However, the brain has a unique capacity (not shared to the same extent by the other organs of the body, except perhaps the muscular system) to upgrade its level of function by practice. Doing this is how we all learn new information, skills, and social behaviour – not only while we are growing up (during which time natural ‘maturation’ of the nervous system is going on at the same time and helping us learn things with remarkable speed) – but also as adults when we learn to do a new job, or develop a new hobby or sporting skill. Such activities stimulates the formation of new connections in the brain, and can also re-establish some of the connections lost in an injury.

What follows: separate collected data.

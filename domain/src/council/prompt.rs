//! Prompt lifecycle entities.
//!
//! A [`PromptRecord`] is the persisted unit of work: the submitted text plus
//! everything the worker learns about it (status, answer, vote count,
//! processing time). Status moves monotonically
//! `Pending -> Processing -> Completed` or, on a dedup hit,
//! `Pending -> Cached`; a record is never reopened once terminal.

use crate::core::error::DomainError;
use chrono::{DateTime, Utc};
use serde::{Deserialize, Serialize};

/// Status of a submitted prompt.
#[derive(Debug, Clone, Copy, PartialEq, Eq, Hash, Serialize, Deserialize, Default)]
#[serde(rename_all = "SCREAMING_SNAKE_CASE")]
pub enum PromptStatus {
    /// Accepted and queued, not yet picked up by the worker
    #[default]
    Pending,
    /// The worker is deliberating on it
    Processing,
    /// Deliberation finished and the answer was persisted
    Completed,
    /// Answer reused from an identical completed prompt
    Cached,
}

impl PromptStatus {
    pub fn as_str(&self) -> &str {
        match self {
            PromptStatus::Pending => "PENDING",
            PromptStatus::Processing => "PROCESSING",
            PromptStatus::Completed => "COMPLETED",
            PromptStatus::Cached => "CACHED",
        }
    }

    /// A terminal record is never mutated again.
    pub fn is_terminal(&self) -> bool {
        matches!(self, PromptStatus::Completed | PromptStatus::Cached)
    }

    /// Whether a transition to `next` is allowed.
    ///
    /// `Pending -> Cached` is legal because a dedup hit skips the
    /// processing phase entirely.
    pub fn can_transition_to(&self, next: PromptStatus) -> bool {
        matches!(
            (self, next),
            (PromptStatus::Pending, PromptStatus::Processing)
                | (PromptStatus::Pending, PromptStatus::Cached)
                | (PromptStatus::Processing, PromptStatus::Completed)
        )
    }

    /// Validate a transition, returning the new status or a domain error.
    pub fn transition_to(&self, next: PromptStatus) -> Result<PromptStatus, DomainError> {
        if self.can_transition_to(next) {
            Ok(next)
        } else {
            Err(DomainError::invalid_transition(self.as_str(), next.as_str()))
        }
    }
}

impl std::fmt::Display for PromptStatus {
    fn fmt(&self, f: &mut std::fmt::Formatter<'_>) -> std::fmt::Result {
        write!(f, "{}", self.as_str())
    }
}

/// A persisted prompt and everything known about its resolution.
#[derive(Debug, Clone, Serialize, Deserialize)]
#[serde(rename_all = "camelCase")]
pub struct PromptRecord {
    /// Store-assigned identifier
    pub id: String,
    /// The submitted prompt text, matched byte-for-byte by the dedup lookup
    pub prompt: String,
    /// Current lifecycle status
    pub status: PromptStatus,
    /// Final answer; present once terminal
    #[serde(skip_serializing_if = "Option::is_none")]
    pub answer: Option<String>,
    /// Vote tally of the winning discussion entry
    #[serde(skip_serializing_if = "Option::is_none")]
    pub votes: Option<u32>,
    /// Wall-clock deliberation time; 0 for cached results
    #[serde(skip_serializing_if = "Option::is_none")]
    pub processing_time_ms: Option<u64>,
    /// Per-submission discussion budget override
    #[serde(skip_serializing_if = "Option::is_none")]
    pub discussion_time_ms: Option<u64>,
    pub created_at: DateTime<Utc>,
    pub updated_at: DateTime<Utc>,
}

impl PromptRecord {
    /// Create a fresh PENDING record as the intake handler persists it.
    pub fn new_pending(
        id: impl Into<String>,
        prompt: impl Into<String>,
        discussion_time_ms: Option<u64>,
        now: DateTime<Utc>,
    ) -> Self {
        Self {
            id: id.into(),
            prompt: prompt.into(),
            status: PromptStatus::Pending,
            answer: None,
            votes: None,
            processing_time_ms: None,
            discussion_time_ms,
            created_at: now,
            updated_at: now,
        }
    }
}

/// Partial update applied to a [`PromptRecord`] by id.
///
/// Only `status` is mandatory; unset fields keep their stored value.
/// The store bumps `updated_at` on every apply.
#[derive(Debug, Clone, Default)]
pub struct PromptUpdate {
    pub status: Option<PromptStatus>,
    pub answer: Option<String>,
    pub votes: Option<u32>,
    pub processing_time_ms: Option<u64>,
}

impl PromptUpdate {
    pub fn status(status: PromptStatus) -> Self {
        Self {
            status: Some(status),
            ..Default::default()
        }
    }

    pub fn with_answer(mut self, answer: impl Into<String>) -> Self {
        self.answer = Some(answer.into());
        self
    }

    pub fn with_votes(mut self, votes: u32) -> Self {
        self.votes = Some(votes);
        self
    }

    pub fn with_processing_time_ms(mut self, ms: u64) -> Self {
        self.processing_time_ms = Some(ms);
        self
    }
}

As we all know, learning is speeded up by wanting to learn, being in the right environment for learning, being healthy and well fed, having expert tuition, having a happy home life and practising regularly. These are the same basic principles that underlie rehabilitation after a brain injury. There are also risks, of course. Not all learning is beneficial. After brain injury, as in life, we need to avoid learning to walk clumsily, behave disfuctionally, or to lose our hope and expectations for the future.

The timescale over which a person can continue to improve their performance by learning new skills and getting physically fitter is much longer (by several years) than the period of natural recovery after an injury. But this element of recovery will only happen if the individual spends time and effort on the necessary practice. This is quite different from the body’s response to drugs, which occurs automatically without a person having to do much more than take the tablets regularly.  Rehabilitation is not a process ‘done to’ someone – it is a process achieved through ones own effort.

Once you have learned a skill, you need to keep using it regularly not to lose it again. From time to time a ‘refresher course’ may be needed to help you keep up to the mark. The same is often true after a severe brain injury.